Tuesday, March 13, 2012

Unit tests


Do you use Unit tests on the regular base?
You can ask me - what is this? what exactly a unit tests?
I believe a lots of us  too lazy for using Unit tests, and that's true.  I would be willing to bet that only about a few  really do.
You see, the main problem  here is that when most developers are asked to provide any definition of unit testing they will say something like “tests that are cover every unit in  your application” or something like that. Yes, that's partially true.  Let me provide you some info regarding Unit Tests.
Unit test  it's s a test which verifies a “unit”, or the smallest piece of an application which is able to be tested.  Unit testing is all about testing small pieces in isolation.

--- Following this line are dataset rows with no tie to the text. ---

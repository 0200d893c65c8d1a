//! # Shell Manifest
//!
//! The deployment-time description of the application shell: the Resource
//! Table (path -> content fingerprint) and the Core Set of paths fetched
//! eagerly on install. Both are fixed for the lifetime of one deployed
//! version and are injected into the manager at startup.

use crate::error::{OfflineError, Result};
use crate::paths::ROOT_PATH;
use serde::{Deserialize, Serialize};
use std::collections::BTreeMap;

/// Immutable mapping from logical resource path to content fingerprint.
///
/// Serializes as a flat JSON object, which is also the format of the
/// persisted manifest record.
#[derive(Debug, Clone, Default, PartialEq, Eq, Serialize, Deserialize)]
#[serde(transparent)]
pub struct ResourceTable(BTreeMap<String, String>);

impl ResourceTable {
    pub fn new() -> Self {
        Self::default()
    }

    /// Fingerprint recorded for `path`.
    pub fn get(&self, path: &str) -> Option<&str> {
        self.0.get(path).map(String::as_str)
    }

    pub fn contains(&self, path: &str) -> bool {
        self.0.contains_key(path)
    }

    pub fn paths(&self) -> impl Iterator<Item = &str> {
        self.0.keys().map(String::as_str)
    }

    pub fn iter(&self) -> impl Iterator<Item = (&str, &str)> {
        self.0.iter().map(|(path, hash)| (path.as_str(), hash.as_str()))
    }

    pub fn len(&self) -> usize {
        self.0.len()
    }

    pub fn is_empty(&self) -> bool {
        self.0.is_empty()
    }
}

impl<K, V> FromIterator<(K, V)> for ResourceTable
where
    K: Into<String>,
    V: Into<String>,
{
    fn from_iter<I: IntoIterator<Item = (K, V)>>(iter: I) -> Self {
        Self(
            iter.into_iter()
                .map(|(path, hash)| (path.into(), hash.into()))
                .collect(),
        )
    }
}

/// Ordered list of paths required for minimal offline operation.
#[derive(Debug, Clone, Default, PartialEq, Eq, Serialize, Deserialize)]
#[serde(transparent)]
pub struct CoreSet(Vec<String>);

impl CoreSet {
    pub fn iter(&self) -> impl Iterator<Item = &str> {
        self.0.iter().map(String::as_str)
    }

    pub fn len(&self) -> usize {
        self.0.len()
    }

    pub fn is_empty(&self) -> bool {
        self.0.is_empty()
    }
}

impl<S: Into<String>> FromIterator<S> for CoreSet {
    fn from_iter<I: IntoIterator<Item = S>>(iter: I) -> Self {
        Self(iter.into_iter().map(Into::into).collect())
    }
}

impl From<Vec<String>> for CoreSet {
    fn from(paths: Vec<String>) -> Self {
        Self(paths)
    }
}

/// Resource Table plus Core Set for one deployed version.
#[derive(Debug, Clone, PartialEq, Eq)]
pub struct ShellManifest {
    resources: ResourceTable,
    core: CoreSet,
}

impl ShellManifest {
    /// Validate and bundle a table and core set.
    ///
    /// # Errors
    ///
    /// `InvalidShell` when a path is empty or starts with `/` (other than the
    /// root document itself), when a core path is missing from
    /// the table, or when a core path is listed twice.
    pub fn new(resources: ResourceTable, core: CoreSet) -> Result<Self> {
        if resources.paths().any(str::is_empty) {
            return Err(OfflineError::InvalidShell(format!(
                "Resource paths cannot be empty (use \"{}\" for the root document)",
                ROOT_PATH
            )));
        }

        // Requests and stored entries map to origin-relative paths
        if let Some(path) = resources
            .paths()
            .find(|path| *path != ROOT_PATH && path.starts_with('/'))
        {
            return Err(OfflineError::InvalidShell(format!(
                "Resource path '{}' must be relative to the origin",
                path
            )));
        }

        for (index, path) in core.iter().enumerate() {
            if !resources.contains(path) {
                return Err(OfflineError::InvalidShell(format!(
                    "Core path '{}' is not in the resource table",
                    path
                )));
            }
            if core.iter().take(index).any(|earlier| earlier == path) {
                return Err(OfflineError::InvalidShell(format!(
                    "Core path '{}' is listed more than once",
                    path
                )));
            }
        }

        Ok(Self { resources, core })
    }

    /// Build from compiled-in constants.
    pub fn from_static(resources: &[(&str, &str)], core: &[&str]) -> Result<Self> {
        Self::new(
            resources.iter().copied().collect(),
            core.iter().copied().collect(),
        )
    }

    /// Build from the JSON a build step emits: an object of path -> hash and
    /// an array of core paths.
    pub fn from_json(resources: &str, core: &str) -> Result<Self> {
        let resources: ResourceTable = serde_json::from_str(resources)
            .map_err(|e| OfflineError::InvalidShell(format!("Resource table: {}", e)))?;
        let core: CoreSet = serde_json::from_str(core)
            .map_err(|e| OfflineError::InvalidShell(format!("Core set: {}", e)))?;
        Self::new(resources, core)
    }

    pub fn resources(&self) -> &ResourceTable {
        &self.resources
    }

    pub fn core(&self) -> &CoreSet {
        &self.core
    }
}

#[cfg(test)]
mod tests {
    use super::*;

    #[test]
    fn test_from_static_keeps_core_order() {
        let shell = ShellManifest::from_static(
            &[("/", "h0"), ("index.html", "h0"), ("main.dart.js", "h1")],
            &["main.dart.js", "index.html"],
        )
        .unwrap();

        assert_eq!(
            shell.core().iter().collect::<Vec<_>>(),
            vec!["main.dart.js", "index.html"]
        );
        assert_eq!(shell.resources().get("main.dart.js"), Some("h1"));
        assert_eq!(shell.resources().len(), 3);
    }

    #[test]
    fn test_core_path_must_be_in_table() {
        let err = ShellManifest::from_static(&[("a.js", "h1")], &["b.js"]).unwrap_err();
        assert!(matches!(err, OfflineError::InvalidShell(msg) if msg.contains("b.js")));
    }

    #[test]
    fn test_duplicate_core_path_rejected() {
        let err = ShellManifest::from_static(&[("a.js", "h1")], &["a.js", "a.js"]).unwrap_err();
        assert!(matches!(err, OfflineError::InvalidShell(_)));
    }

    #[test]
    fn test_empty_path_rejected() {
        assert!(ShellManifest::from_static(&[("", "h1")], &[]).is_err());
    }

    #[test]
    fn test_absolute_path_rejected() {
        let err = ShellManifest::from_static(&[("/", "h0"), ("/a.js", "h1")], &[]).unwrap_err();
        assert!(matches!(err, OfflineError::InvalidShell(msg) if msg.contains("/a.js")));

        assert!(ShellManifest::from_static(&[("/", "h0"), ("a.js", "h1")], &["/"]).is_ok());
    }

    #[test]
    fn test_from_json() {
        let shell = ShellManifest::from_json(
            r#"{"flutter.js": "888483df", "/": "5a28f03a"}"#,
            r#"["flutter.js"]"#,
        )
        .unwrap();
        assert!(shell.resources().contains("/"));
        assert_eq!(shell.core().len(), 1);

        assert!(ShellManifest::from_json("[]", "[]").is_err());
    }

    #[test]
    fn test_table_serializes_as_flat_object() {
        let table: ResourceTable = [("b.js", "h2"), ("a.js", "h1")].into_iter().collect();
        assert_eq!(
            serde_json::to_string(&table).unwrap(),
            r#"{"a.js":"h1","b.js":"h2"}"#
        );
    }
}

Why should we use unit tests?

Unit tests find problems early in the development cycle.
Then  earlier problems are found, then cheaper it is to fix them.

The development process becomes more flexible
Sometimes it may be required to fix a problem and to deploy the new fix very quick. Despite efforts, a bug may hides in and an important feature may out of order.  Releasing quick fixes makes us feel uneasy because we are not certain what side-effects the changes might have. Running the unit tests with the fixes applied saves the day as they should reveal undesirable side-effects.

Unit tests are fast.
It's all  about point above.  after any changes you will definitely know  current  status of your source code, just tun unit test that you have wrote before.

At the end of the end, I would like to show you  how do I test QuickSort Method, that I've wrote recently.
I'll use NUnit framework  for  this purpose.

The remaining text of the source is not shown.